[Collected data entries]
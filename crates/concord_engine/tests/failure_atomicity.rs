//! A failed operation leaves rows, notifications and blobs as they were.

mod common;

use common::{harness, nda_from_alice, on_disk_harness, submit_nda};
use concord_db::ConcordDb;
use concord_engine::{EngineError, Revision};
use concord_lifecycle::{ContractStatus, LockAction};

fn revision() -> Revision {
    Revision {
        file_name: "nda-v2.pdf".to_string(),
        bytes: b"v2 bytes".to_vec(),
        change_notes: Some("Tightened clause 4".to_string()),
    }
}

#[tokio::test]
async fn test_edit_with_failing_storage_changes_nothing() {
    let h = harness().await;
    let id = submit_nda(&h).await.contract.id;
    h.engine.approve(h.bob.id, id).await.unwrap();
    h.engine
        .set_lock(h.alice.id, id, LockAction::Lock)
        .await
        .unwrap();

    let before = h.engine.get(h.alice.id, id).await.unwrap();
    let alice_unread = h.engine.unread_count(h.alice.id).await.unwrap();
    let bob_unread = h.engine.unread_count(h.bob.id).await.unwrap();
    let blobs = h.files.len().await;

    h.faults.fail_saves(true);
    let err = h.engine.edit(h.alice.id, id, revision()).await.unwrap_err();
    assert!(matches!(err, EngineError::Storage(_)));
    assert_eq!(err.status_code(), 500);
    h.faults.fail_saves(false);

    let after = h.engine.get(h.alice.id, id).await.unwrap();
    assert_eq!(after.versions.len(), 1);
    assert_eq!(after.contract.file_name, "nda.pdf");
    assert_eq!(after.contract.file_ref, before.contract.file_ref);
    assert_eq!(after.contract.state, before.contract.state);

    let state = &after.contract.state;
    assert_eq!(state.status, ContractStatus::Pending);
    assert!(!state.sender_approved);
    assert!(state.recipient_approved);
    assert_eq!(state.locked_by(), Some(h.alice.id));

    assert_eq!(h.engine.unread_count(h.alice.id).await.unwrap(), alice_unread);
    assert_eq!(h.engine.unread_count(h.bob.id).await.unwrap(), bob_unread);
    assert_eq!(h.files.len().await, blobs);

    // Retrying once storage is back picks up the next version number.
    let details = h.engine.edit(h.alice.id, id, revision()).await.unwrap();
    assert_eq!(details.versions.len(), 2);
    assert_eq!(details.versions[0].version.version_number, 2);
}

#[tokio::test]
async fn test_submit_with_failing_storage_creates_nothing() {
    let h = harness().await;

    h.faults.fail_saves(true);
    let err = h
        .engine
        .submit(h.alice.id, nda_from_alice())
        .await
        .unwrap_err();
    assert!(matches!(err, EngineError::Storage(_)));

    assert!(h.engine.list_mine(h.alice.id).await.unwrap().is_empty());
    assert!(h.engine.list_mine(h.bob.id).await.unwrap().is_empty());
    assert_eq!(h.engine.unread_count(h.bob.id).await.unwrap(), 0);
    assert!(h.files.is_empty().await);
}

#[tokio::test]
async fn test_submit_discards_blob_when_store_write_fails() {
    let h = on_disk_harness().await;
    let path = h.db_path().unwrap();

    h.faults.close_db_on_next_save(h.engine.db().clone());
    let err = h
        .engine
        .submit(h.alice.id, nda_from_alice())
        .await
        .unwrap_err();
    assert!(matches!(err, EngineError::Db(_)));
    assert!(h.files.is_empty().await);

    let db = ConcordDb::open_existing(&path).await.unwrap();
    assert!(db
        .list_contracts_for_user(h.alice.id)
        .await
        .unwrap()
        .is_empty());
    assert_eq!(db.count_unread_notifications(h.bob.id).await.unwrap(), 0);
    db.close().await;
}
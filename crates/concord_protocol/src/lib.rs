//! Wire-level surface of Concord.
//!
//! JSON request/response bodies for the HTTP API, the route table that maps
//! `(method, path)` onto lifecycle operations, and the defaults and
//! filesystem locations shared by the engine and the CLI.

pub mod defaults;
pub mod http_types;
pub mod paths;
pub mod routes;

pub use http_types::{
    ContractResponse, ContractVersionResponse, CountResponse, ErrorResponse, LockRequest,
    MessageResponse, NotificationResponse, UserResponse, UserUpdateRequest,
};
pub use routes::{Method, Route, RouteError};
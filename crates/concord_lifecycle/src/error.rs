//! Errors raised by lifecycle rules.

use thiserror::Error;

/// Lifecycle result type.
pub type Result<T> = std::result::Result<T, LifecycleError>;

/// Rejections produced by the state machine.
///
/// Every variant carries a human-readable reason that is safe to show to the
/// acting participant.
#[derive(Debug, Clone, Error, PartialEq, Eq)]
pub enum LifecycleError {
    /// Actor is not allowed to perform this action (non-participant, wrong
    /// role, or releasing a lock they do not hold).
    #[error("{0}")]
    Forbidden(String),

    /// The edit lock is held by the other participant.
    #[error("{0}")]
    LockConflict(String),

    /// The contract's status does not permit this action.
    #[error("{0}")]
    InvalidState(String),

    /// Signing requires both participants to have approved.
    #[error("{0}")]
    ApprovalRequired(String),

    /// Sender and recipient are the same user.
    #[error("Cannot send contract to yourself")]
    SelfTarget,
}

impl LifecycleError {
    pub fn forbidden(msg: impl Into<String>) -> Self {
        Self::Forbidden(msg.into())
    }

    pub fn lock_conflict(msg: impl Into<String>) -> Self {
        Self::LockConflict(msg.into())
    }

    pub fn invalid_state(msg: impl Into<String>) -> Self {
        Self::InvalidState(msg.into())
    }

    pub fn approval_required(msg: impl Into<String>) -> Self {
        Self::ApprovalRequired(msg.into())
    }
}
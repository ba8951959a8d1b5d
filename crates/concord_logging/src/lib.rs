//! Logging setup for the Concord binary.
//!
//! Everything goes to a size-rotated file under `~/.concord/logs`, written off
//! the calling thread. stderr only shows warnings unless `--verbose` is set,
//! so command output stays clean.

mod rolling;

use anyhow::{Context, Result};
use std::fs;
use std::path::{Path, PathBuf};
use tracing_appender::non_blocking::WorkerGuard;
use tracing_subscriber::{layer::SubscriberExt, util::SubscriberInitExt, EnvFilter, Layer};

pub use rolling::RollingFile;

pub const DEFAULT_LOG_FILTER: &str = "concord=info,concord_engine=info,concord_db=info";
const VERBOSE_LOG_FILTER: &str = "concord=debug,concord_engine=debug,concord_db=debug";

pub struct LogConfig<'a> {
    pub app_name: &'a str,
    pub verbose: bool,
    /// Defaults to `~/.concord/logs`.
    pub log_dir: Option<PathBuf>,
}

/// Keeps the background log writer alive; buffered lines are flushed on drop.
pub struct LogGuard {
    pub dir: PathBuf,
    _worker: WorkerGuard,
}

/// Install the global subscriber.
///
/// `RUST_LOG` overrides the file filter when set.
pub fn init_logging(config: LogConfig<'_>) -> Result<LogGuard> {
    let dir = config
        .log_dir
        .unwrap_or_else(concord_protocol::paths::default_logs_dir);
    ensure_logs_dir(&dir)?;

    let file = RollingFile::open(&dir, config.app_name)
        .with_context(|| format!("Failed to open log file for {}", config.app_name))?;
    let (file_writer, worker) = tracing_appender::non_blocking(file);

    let default_filter = if config.verbose {
        VERBOSE_LOG_FILTER
    } else {
        DEFAULT_LOG_FILTER
    };
    let file_filter =
        EnvFilter::try_from_default_env().unwrap_or_else(|_| EnvFilter::new(default_filter));
    let console_filter = if config.verbose {
        EnvFilter::new(VERBOSE_LOG_FILTER)
    } else {
        EnvFilter::new("warn")
    };

    tracing_subscriber::registry()
        .with(
            tracing_subscriber::fmt::layer()
                .with_writer(file_writer)
                .with_ansi(false)
                .with_filter(file_filter),
        )
        .with(
            tracing_subscriber::fmt::layer()
                .with_writer(std::io::stderr)
                .with_target(false)
                .with_filter(console_filter),
        )
        .try_init()
        .context("A global tracing subscriber is already installed")?;

    Ok(LogGuard {
        dir,
        _worker: worker,
    })
}

pub fn ensure_logs_dir(dir: &Path) -> Result<()> {
    fs::create_dir_all(dir)
        .with_context(|| format!("Failed to create logs directory: {}", dir.display()))
}
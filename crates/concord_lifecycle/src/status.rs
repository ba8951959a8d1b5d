use serde::{Deserialize, Serialize};
use std::fmt;
use thiserror::Error;

/// Contract status.
///
/// `Pending` is the initial state. `Signed` and `Denied` are final; `Complete`
/// is settled (both parties approved) and only moves on to `Signed`.
#[derive(Debug, Clone, Copy, PartialEq, Eq, Hash, Serialize, Deserialize)]
#[serde(rename_all = "lowercase")]
pub enum ContractStatus {
    Pending,
    Edited,
    Signed,
    Denied,
    Approved,
    Complete,
}

impl ContractStatus {
    pub const ALL: [ContractStatus; 6] = [
        ContractStatus::Pending,
        ContractStatus::Edited,
        ContractStatus::Signed,
        ContractStatus::Denied,
        ContractStatus::Approved,
        ContractStatus::Complete,
    ];

    pub fn as_str(&self) -> &'static str {
        match self {
            ContractStatus::Pending => "pending",
            ContractStatus::Edited => "edited",
            ContractStatus::Signed => "signed",
            ContractStatus::Denied => "denied",
            ContractStatus::Approved => "approved",
            ContractStatus::Complete => "complete",
        }
    }

    /// Terminal states: no lock, edit, approval or denial is accepted.
    pub fn is_terminal(&self) -> bool {
        matches!(
            self,
            ContractStatus::Signed | ContractStatus::Denied | ContractStatus::Complete
        )
    }

    /// Final states: nothing at all is accepted, not even a signature.
    pub fn is_final(&self) -> bool {
        matches!(self, ContractStatus::Signed | ContractStatus::Denied)
    }
}

impl fmt::Display for ContractStatus {
    fn fmt(&self, f: &mut fmt::Formatter<'_>) -> fmt::Result {
        write!(f, "{}", self.as_str())
    }
}

/// Error when parsing a ContractStatus from string.
#[derive(Debug, Error, Clone)]
#[error("invalid contract status: {0}")]
pub struct StatusParseError(String);

impl std::str::FromStr for ContractStatus {
    type Err = StatusParseError;

    fn from_str(s: &str) -> Result<Self, Self::Err> {
        match s.trim().to_lowercase().as_str() {
            "pending" => Ok(ContractStatus::Pending),
            "edited" => Ok(ContractStatus::Edited),
            "signed" => Ok(ContractStatus::Signed),
            "denied" => Ok(ContractStatus::Denied),
            "approved" => Ok(ContractStatus::Approved),
            "complete" => Ok(ContractStatus::Complete),
            _ => Err(StatusParseError(s.to_string())),
        }
    }
}

#[cfg(test)]
mod tests {
    use super::*;

    #[test]
    fn test_status_roundtrip() {
        for status in ContractStatus::ALL {
            let parsed: ContractStatus = status.as_str().parse().unwrap();
            assert_eq!(status, parsed);
        }
        assert!("archived".parse::<ContractStatus>().is_err());
    }

    #[test]
    fn test_status_serde_is_lowercase() {
        let json = serde_json::to_string(&ContractStatus::Complete).unwrap();
        assert_eq!(json, "\"complete\"");
    }

    #[test]
    fn test_terminal_detection() {
        assert!(!ContractStatus::Pending.is_terminal());
        assert!(!ContractStatus::Edited.is_terminal());
        assert!(!ContractStatus::Approved.is_terminal());
        assert!(ContractStatus::Complete.is_terminal());
        assert!(ContractStatus::Signed.is_terminal());
        assert!(ContractStatus::Denied.is_terminal());

        assert!(!ContractStatus::Complete.is_final());
        assert!(ContractStatus::Signed.is_final());
    }
}
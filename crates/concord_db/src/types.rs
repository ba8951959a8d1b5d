//! Row types returned by the store.

use chrono::{DateTime, Utc};
use concord_ids::{ContractId, FileRef, NotificationId, UserId, VersionId};
use concord_lifecycle::{ContractState, NotificationKind};
use serde::{Deserialize, Serialize};

// ============================================================================
// Users
// ============================================================================

/// A registered account.
#[derive(Debug, Clone, PartialEq, Eq, Serialize, Deserialize)]
pub struct User {
    pub id: UserId,
    pub username: String,
    pub email: String,
    pub full_name: Option<String>,
    pub created_at: DateTime<Utc>,
}

/// Input for account creation.
#[derive(Debug, Clone, Default)]
pub struct NewUser {
    pub username: String,
    pub email: String,
    pub full_name: Option<String>,
    /// Opaque credential material. The store never inspects it.
    pub credential: String,
}

/// Partial profile update. `None` leaves a field unchanged.
#[derive(Debug, Clone, Default)]
pub struct UserUpdate {
    pub full_name: Option<String>,
    pub email: Option<String>,
    pub credential: Option<String>,
}

// ============================================================================
// Contracts
// ============================================================================

/// A contract row: descriptive fields plus its lifecycle state.
#[derive(Debug, Clone, PartialEq, Eq, Serialize, Deserialize)]
pub struct Contract {
    pub id: ContractId,
    pub title: String,
    /// Original filename of the current head document.
    pub file_name: String,
    /// Storage reference of the current head document.
    pub file_ref: FileRef,
    pub notes: Option<String>,
    pub created_at: DateTime<Utc>,
    pub updated_at: Option<DateTime<Utc>>,
    pub state: ContractState,
}

/// Input for contract creation.
#[derive(Debug, Clone)]
pub struct NewContract {
    pub title: String,
    pub file_name: String,
    pub file_ref: FileRef,
    pub notes: Option<String>,
    pub state: ContractState,
}

/// An immutable snapshot of one document revision.
#[derive(Debug, Clone, PartialEq, Eq, Serialize, Deserialize)]
pub struct ContractVersion {
    pub id: VersionId,
    pub contract_id: ContractId,
    pub version_number: i64,
    pub file_name: String,
    pub file_ref: FileRef,
    pub created_by: UserId,
    pub created_at: DateTime<Utc>,
    pub change_notes: Option<String>,
}

/// Input for appending a version. The number is assigned by the transaction.
#[derive(Debug, Clone)]
pub struct NewVersion {
    pub contract_id: ContractId,
    pub file_name: String,
    pub file_ref: FileRef,
    pub created_by: UserId,
    pub change_notes: Option<String>,
}

// ============================================================================
// Notifications
// ============================================================================

/// An inbox entry.
#[derive(Debug, Clone, PartialEq, Eq, Serialize, Deserialize)]
pub struct Notification {
    pub id: NotificationId,
    pub user_id: UserId,
    /// May point at a contract that has since been deleted.
    pub contract_id: ContractId,
    pub kind: NotificationKind,
    pub message: String,
    pub is_read: bool,
    pub created_at: DateTime<Utc>,
}

/// Input for appending a notification.
#[derive(Debug, Clone)]
pub struct NewNotification {
    pub user_id: UserId,
    pub contract_id: ContractId,
    pub kind: NotificationKind,
    pub message: String,
}
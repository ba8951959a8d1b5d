//! Lifecycle policy: how each operation moves a contract between states.
//!
//! Two policies exist:
//!
//! - **Strict** (default): editing auto-approves the editor's own change and
//!   invalidates the other side's approval; either participant may sign once
//!   both have approved; either may deny before signature, which resets both
//!   approvals. Every transition notifies the other participant.
//! - **Legacy**: editing leaves approvals untouched; only the recipient may
//!   sign or deny, without an approval gate and without notification.

use chrono::{DateTime, Duration, Utc};
use concord_ids::UserId;
use serde::{Deserialize, Serialize};
use std::fmt;
use thiserror::Error;

use crate::error::{LifecycleError, Result};
use crate::notice::{Notice, NotificationKind};
use crate::state::{Action, ContractState, EditLock, LockAction, Role};
use crate::status::ContractStatus;

// ============================================================================
// Policy selection
// ============================================================================

#[derive(Debug, Clone, Copy, Default, PartialEq, Eq, Hash, Serialize, Deserialize)]
#[serde(rename_all = "lowercase")]
pub enum LifecyclePolicy {
    /// Dual approval before signature, auto-approve on edit.
    #[default]
    Strict,
    /// Recipient-only signature, no approval gate.
    Legacy,
}

impl LifecyclePolicy {
    pub fn as_str(&self) -> &'static str {
        match self {
            LifecyclePolicy::Strict => "strict",
            LifecyclePolicy::Legacy => "legacy",
        }
    }
}

impl fmt::Display for LifecyclePolicy {
    fn fmt(&self, f: &mut fmt::Formatter<'_>) -> fmt::Result {
        write!(f, "{}", self.as_str())
    }
}

#[derive(Debug, Error, Clone)]
#[error("invalid lifecycle policy '{0}' (expected 'strict' or 'legacy')")]
pub struct PolicyParseError(String);

impl std::str::FromStr for LifecyclePolicy {
    type Err = PolicyParseError;

    fn from_str(s: &str) -> std::result::Result<Self, Self::Err> {
        match s.trim().to_lowercase().as_str() {
            "strict" => Ok(LifecyclePolicy::Strict),
            "legacy" => Ok(LifecyclePolicy::Legacy),
            _ => Err(PolicyParseError(s.to_string())),
        }
    }
}

// ============================================================================
// Transition
// ============================================================================

/// Outcome of a successful lifecycle operation.
#[derive(Debug, Clone, PartialEq, Eq)]
pub struct Transition {
    pub from: ContractStatus,
    pub to: ContractStatus,
    pub actor_role: Role,
    pub notice: Option<Notice>,
}

// ============================================================================
// Rules
// ============================================================================

/// Policy-selected strategy applied to a [`ContractState`].
///
/// Every method validates before it mutates: on `Err` the state is untouched.
#[derive(Debug, Clone, Copy, Default, PartialEq, Eq)]
pub struct LifecycleRules {
    policy: LifecyclePolicy,
    lock_ttl: Option<Duration>,
}

impl LifecycleRules {
    pub fn new(policy: LifecyclePolicy) -> Self {
        Self {
            policy,
            lock_ttl: None,
        }
    }

    pub fn strict() -> Self {
        Self::new(LifecyclePolicy::Strict)
    }

    pub fn legacy() -> Self {
        Self::new(LifecyclePolicy::Legacy)
    }

    /// Treat locks older than `ttl` as released. `None` keeps locks forever.
    pub fn with_lock_ttl(mut self, ttl: Option<Duration>) -> Self {
        self.lock_ttl = ttl;
        self
    }

    pub fn policy(&self) -> LifecyclePolicy {
        self.policy
    }

    pub fn lock_ttl(&self) -> Option<Duration> {
        self.lock_ttl
    }

    /// Acquire or release the advisory edit lock.
    ///
    /// Re-locking a lock you already hold refreshes its timestamp.
    pub fn set_lock(
        &self,
        state: &mut ContractState,
        actor: UserId,
        action: LockAction,
        now: DateTime<Utc>,
    ) -> Result<()> {
        state.authorize(actor, Action::Lock)?;
        match action {
            LockAction::Lock => {
                if state.status.is_terminal() {
                    return Err(LifecycleError::invalid_state(format!(
                        "Cannot lock a {} contract",
                        state.status
                    )));
                }
                self.ensure_not_locked_by_other(state, actor, now)?;
                state.lock = Some(EditLock {
                    holder: actor,
                    locked_at: now,
                });
            }
            LockAction::Unlock => {
                if state.locked_by() != Some(actor) {
                    return Err(LifecycleError::forbidden(
                        "You don't have a lock on this contract",
                    ));
                }
                state.lock = None;
            }
        }
        Ok(())
    }

    /// Record a new version by `actor`.
    ///
    /// The editor holds the lock for the span of the store transaction and the
    /// lock is released before commit, so a successful edit always leaves the
    /// contract unlocked.
    pub fn edit(
        &self,
        state: &mut ContractState,
        actor: UserId,
        now: DateTime<Utc>,
    ) -> Result<Transition> {
        let role = state.authorize(actor, Action::Edit)?;
        if state.status.is_terminal() {
            return Err(LifecycleError::invalid_state(format!(
                "Cannot edit a {} contract",
                state.status
            )));
        }
        self.ensure_not_locked_by_other(state, actor, now)?;

        let from = state.status;
        state.lock = None;

        match self.policy {
            LifecyclePolicy::Strict => {
                state.set_approved(role, true);
                state.set_approved(role.other(), false);
                state.status = if state.both_approved() {
                    ContractStatus::Complete
                } else {
                    ContractStatus::Edited
                };
            }
            LifecyclePolicy::Legacy => {
                state.status = ContractStatus::Edited;
            }
        }

        Ok(Transition {
            from,
            to: state.status,
            actor_role: role,
            notice: Some(Notice::new(
                state.counterparty(role),
                NotificationKind::ContractEdited,
            )),
        })
    }

    /// Record `actor`'s approval of the current version. Never touches the lock.
    pub fn approve(&self, state: &mut ContractState, actor: UserId) -> Result<Transition> {
        let role = state.authorize(actor, Action::Approve)?;
        match state.status {
            ContractStatus::Denied => {
                return Err(LifecycleError::invalid_state(
                    "Cannot approve a denied contract",
                ))
            }
            ContractStatus::Complete => {
                return Err(LifecycleError::invalid_state("Contract is already complete"))
            }
            ContractStatus::Signed => {
                return Err(LifecycleError::invalid_state(
                    "Cannot approve a signed contract",
                ))
            }
            _ => {}
        }

        let from = state.status;
        state.set_approved(role, true);
        let completed = state.both_approved();
        if completed {
            state.status = ContractStatus::Complete;
        } else if self.policy == LifecyclePolicy::Legacy {
            state.status = ContractStatus::Approved;
        }

        Ok(Transition {
            from,
            to: state.status,
            actor_role: role,
            notice: Some(
                Notice::new(state.counterparty(role), NotificationKind::ContractApproved)
                    .completing(completed),
            ),
        })
    }

    /// Sign the contract. Clears the lock and stamps `signed_at`.
    pub fn sign(
        &self,
        state: &mut ContractState,
        actor: UserId,
        now: DateTime<Utc>,
    ) -> Result<Transition> {
        let role = state.authorize(actor, Action::Sign)?;
        if self.policy == LifecyclePolicy::Legacy && role != Role::Recipient {
            return Err(LifecycleError::forbidden(
                "Only the recipient can sign this contract",
            ));
        }
        match state.status {
            ContractStatus::Denied => {
                return Err(LifecycleError::invalid_state("Cannot sign a denied contract"))
            }
            ContractStatus::Signed => {
                return Err(LifecycleError::invalid_state("Contract is already signed"))
            }
            _ => {}
        }
        if self.policy == LifecyclePolicy::Strict && !state.both_approved() {
            return Err(LifecycleError::approval_required(
                "Both parties must approve the contract before signing",
            ));
        }

        let from = state.status;
        state.status = ContractStatus::Signed;
        state.signed_at = Some(now);
        state.lock = None;

        let notice = match self.policy {
            LifecyclePolicy::Strict => Some(Notice::new(
                state.counterparty(role),
                NotificationKind::ContractSigned,
            )),
            LifecyclePolicy::Legacy => None,
        };

        Ok(Transition {
            from,
            to: state.status,
            actor_role: role,
            notice,
        })
    }

    /// Deny (cancel) the contract. Clears the lock.
    ///
    /// `Complete` counts as settled, so only signing can follow it.
    pub fn deny(&self, state: &mut ContractState, actor: UserId) -> Result<Transition> {
        let role = state.authorize(actor, Action::Deny)?;
        if self.policy == LifecyclePolicy::Legacy && role != Role::Recipient {
            return Err(LifecycleError::forbidden(
                "Only the recipient can deny this contract",
            ));
        }
        match state.status {
            ContractStatus::Signed => {
                return Err(LifecycleError::invalid_state("Cannot deny a signed contract"))
            }
            ContractStatus::Denied => {
                return Err(LifecycleError::invalid_state("Contract is already denied"))
            }
            ContractStatus::Complete => {
                return Err(LifecycleError::invalid_state(
                    "Cannot deny a complete contract",
                ))
            }
            _ => {}
        }

        let from = state.status;
        state.status = ContractStatus::Denied;
        state.lock = None;

        let notice = match self.policy {
            LifecyclePolicy::Strict => {
                state.sender_approved = false;
                state.recipient_approved = false;
                Some(Notice::new(
                    state.counterparty(role),
                    NotificationKind::ContractDenied,
                ))
            }
            LifecyclePolicy::Legacy => None,
        };

        Ok(Transition {
            from,
            to: state.status,
            actor_role: role,
            notice,
        })
    }

    fn ensure_not_locked_by_other(
        &self,
        state: &ContractState,
        actor: UserId,
        now: DateTime<Utc>,
    ) -> Result<()> {
        match state.active_lock(now, self.lock_ttl) {
            Some(lock) if lock.holder != actor => Err(LifecycleError::lock_conflict(
                "Contract is currently being edited by another user",
            )),
            _ => Ok(()),
        }
    }
}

- **INSTRUCTIONS TO FOLLOW**
Return the lines above precisely as they appear, beginning at the first line and ending at the line with "use concord_db::ConcordDb;", and nothing after it.

- **REPLY**
filename crates/concord_engine/tests/failure_atomicity.rs
//! A failed operation leaves rows, notifications and blobs as they were.

mod common;

use common::{harness, nda_from_alice, on_disk_harness, submit_nda};
use concord_db::ConcordDb;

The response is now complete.